## WHAT YOU SHOULD DO
Among the entries that follow, find the lines holding "namespaces" and say how many there are, with no other words.

[Dataset entries]
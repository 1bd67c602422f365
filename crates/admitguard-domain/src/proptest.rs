//! Property-based tests for the domain crate.
//!
//! These tests use proptest to verify invariants around:
//! - Target matching purity and the label selector algebra
//! - Evaluation determinism and message de-duplication
//! - Parser robustness on arbitrary input, including deeply nested expressions

use crate::cancel::CancelToken;
use crate::error::CompileError;
use crate::matcher::{applies, is_excluded, selector_matches, targets_match};
use crate::rule::{MAX_NESTING, RuleEngine, ScriptEngine, compile};
use admitguard_types::{
    Entity, LABEL_WILDCARD, LabelSelector, Policy, PolicyExclusions, PolicyTargets, Value,
};
use proptest::prelude::*;
use std::collections::BTreeMap;

// ============================================================================
// Strategies for generating arbitrary values
// ============================================================================

fn arb_kind() -> impl Strategy<Value = String> {
    prop::sample::select(vec!["Deployment", "ReplicaSet", "Pod", "Namespace"])
        .prop_map(str::to_string)
}

fn arb_namespace() -> impl Strategy<Value = Option<String>> {
    prop::option::of(
        prop::sample::select(vec!["default", "prod", "kube-system"]).prop_map(str::to_string),
    )
}

/// Small key/value alphabets so selectors and entity labels actually collide.
fn arb_labels() -> impl Strategy<Value = BTreeMap<String, String>> {
    prop::collection::btree_map(
        prop::sample::select(vec!["app", "team", "owner"]).prop_map(str::to_string),
        prop::sample::select(vec!["nginx", "core", "alice", ""]).prop_map(str::to_string),
        0..3,
    )
}

fn arb_selector() -> impl Strategy<Value = LabelSelector> {
    prop::collection::btree_map(
        prop::sample::select(vec!["app", "team", "owner"]).prop_map(str::to_string),
        prop::sample::select(vec!["nginx", "core", "alice", LABEL_WILDCARD])
            .prop_map(str::to_string),
        0..3,
    )
}

fn arb_entity() -> impl Strategy<Value = Entity> {
    (
        arb_kind(),
        arb_namespace(),
        arb_labels(),
        prop::sample::select(vec!["web", "api"]),
    )
        .prop_map(|(kind, namespace, labels, name)| Entity {
            id: format!("{kind}/{name}"),
            name: name.to_string(),
            kind,
            namespace,
            labels,
            ..Entity::default()
        })
}

fn arb_targets() -> impl Strategy<Value = PolicyTargets> {
    (
        prop::collection::vec(arb_kind(), 0..3),
        prop::collection::vec(
            prop::sample::select(vec!["default", "prod"]).prop_map(str::to_string),
            0..2,
        ),
        prop::collection::vec(arb_selector(), 0..3),
    )
        .prop_map(|(kinds, namespaces, labels)| PolicyTargets {
            kinds,
            labels,
            namespaces,
        })
}

fn arb_exclusions() -> impl Strategy<Value = PolicyExclusions> {
    (
        prop::collection::vec(
            prop::sample::select(vec!["kube-system", "prod"]).prop_map(str::to_string),
            0..2,
        ),
        prop::collection::vec(
            prop::sample::select(vec!["prod/web", "api", "default/api"]).prop_map(str::to_string),
            0..2,
        ),
        prop::collection::vec(arb_selector(), 0..2),
    )
        .prop_map(|(namespaces, resources, labels)| PolicyExclusions {
            namespaces,
            resources,
            labels,
        })
}

fn arb_policy() -> impl Strategy<Value = Policy> {
    (arb_targets(), arb_exclusions()).prop_map(|(targets, exclusions)| Policy {
        targets,
        exclusions,
        ..Policy::new("p", "p", "violation \"x\"")
    })
}

fn arb_document() -> impl Strategy<Value = Value> {
    let leaf = prop_oneof![
        Just(Value::Null),
        any::<bool>().prop_map(Value::Bool),
        (-5i64..5).prop_map(Value::Int),
        prop::sample::select(vec!["nginx:latest", "redis", "a:1"]).prop_map(Value::from),
    ];
    leaf.prop_recursive(3, 24, 4, |inner| {
        prop_oneof![
            prop::collection::vec(inner.clone(), 0..4).prop_map(Value::List),
            prop::collection::btree_map(
                prop::sample::select(vec!["image", "xs", "name", "n"]).prop_map(str::to_string),
                inner,
                0..4,
            )
            .prop_map(Value::Map),
        ]
    })
}

// ============================================================================
// Matcher properties
// ============================================================================

proptest! {
    #[test]
    fn applies_is_deterministic(policy in arb_policy(), entity in arb_entity()) {
        let first = applies(&policy, &entity);
        for _ in 0..3 {
            prop_assert_eq!(applies(&policy, &entity), first);
        }
    }

    #[test]
    fn applies_is_targets_and_not_excluded(policy in arb_policy(), entity in arb_entity()) {
        prop_assert_eq!(
            applies(&policy, &entity),
            targets_match(&policy.targets, &entity) && !is_excluded(&policy.exclusions, &entity)
        );
    }

    #[test]
    fn empty_filters_are_unconstrained(entity in arb_entity()) {
        prop_assert!(targets_match(&PolicyTargets::default(), &entity));
        prop_assert!(!is_excluded(&PolicyExclusions::default(), &entity));
    }

    #[test]
    fn label_list_is_an_or_of_selectors(
        selectors in prop::collection::vec(arb_selector(), 1..4),
        labels in arb_labels(),
    ) {
        let entity = Entity { labels: labels.clone(), ..Entity::default() };
        let targets = PolicyTargets { labels: selectors.clone(), ..PolicyTargets::default() };

        let non_empty: Vec<&LabelSelector> = selectors.iter().filter(|s| !s.is_empty()).collect();
        let expected = non_empty.is_empty() || non_empty.iter().any(|s| selector_matches(s, &labels));
        prop_assert_eq!(targets_match(&targets, &entity), expected);
    }

    #[test]
    fn selector_is_an_and_of_keys(selector in arb_selector(), labels in arb_labels()) {
        let expected = selector.iter().all(|(k, v)| {
            labels.get(k).is_some_and(|have| v == LABEL_WILDCARD || have == v)
        });
        prop_assert_eq!(selector_matches(&selector, &labels), expected);
    }

    #[test]
    fn adding_an_exclusion_never_widens_applicability(
        policy in arb_policy(),
        entity in arb_entity(),
        extra in arb_selector(),
    ) {
        let mut narrowed = policy.clone();
        narrowed.exclusions.labels.push(extra);
        prop_assert!(!applies(&narrowed, &entity) || applies(&policy, &entity));
    }
}

// ============================================================================
// Rule language properties
// ============================================================================

proptest! {
    #[test]
    fn evaluation_is_deterministic(doc in arb_document()) {
        let policy = Policy::new(
            "p",
            "p",
            r#"
            violation "image {x.image}" for x in input.xs when ends_with(x.image, ":latest")
            violation "named {input.name}" when has(input.name)
            violation "many" when len(input.xs) > 2
            "#,
        );
        let engine = ScriptEngine;
        let program = engine.compile(&policy).expect("compile");
        let cancel = CancelToken::new();

        let first = engine.evaluate(&program, &doc, &[], &cancel);
        let second = engine.evaluate(&program, &doc, &[], &cancel);
        prop_assert_eq!(&first, &second);

        if let Ok(messages) = first {
            let mut unique = messages.clone();
            unique.sort();
            unique.dedup();
            prop_assert_eq!(unique.len(), messages.len());
        }
    }

    #[test]
    fn parser_never_panics(source in "\\PC{0,64}") {
        let _ = compile(&source, &[]);
    }

    #[test]
    fn parser_never_panics_on_rule_shaped_input(
        body in prop::collection::vec(
            prop::sample::select(vec![
                "input", ".", "a", "[", "]", "(", ")", "{", "}", "\"", "==", "and", "not",
                "for", "x", "in", "when", "1", "=>", ",", "any", "-", "#",
            ]),
            0..16,
        ),
    ) {
        let source = format!("violation \"m\" {}", body.join(" "));
        let _ = compile(&source, &[]);
    }

    #[test]
    fn nesting_depth_is_bounded(
        openers in prop::collection::vec(prop::sample::select(vec!["(", "[", "not ", "- "]), 0..400),
    ) {
        let closers: String = openers
            .iter()
            .rev()
            .map(|opener| match *opener {
                "(" => ")",
                "[" => "]",
                _ => "",
            })
            .collect();
        let source = format!("violation \"m\" when {}true{}", openers.concat(), closers);
        let result = compile(&source, &[]);
        if openers.len() >= MAX_NESTING {
            prop_assert!(matches!(result, Err(CompileError::Syntax { .. })), "{:?}", result);
        } else {
            // `- not x` is a plain syntax error; only the depth cap is ruled out here.
            let too_deep = matches!(
                &result,
                Err(CompileError::Syntax { message, .. }) if message == "expression nested too deeply"
            );
            prop_assert!(!too_deep, "{:?}", result);
        }
    }
}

## THE COMPLETED TASK
4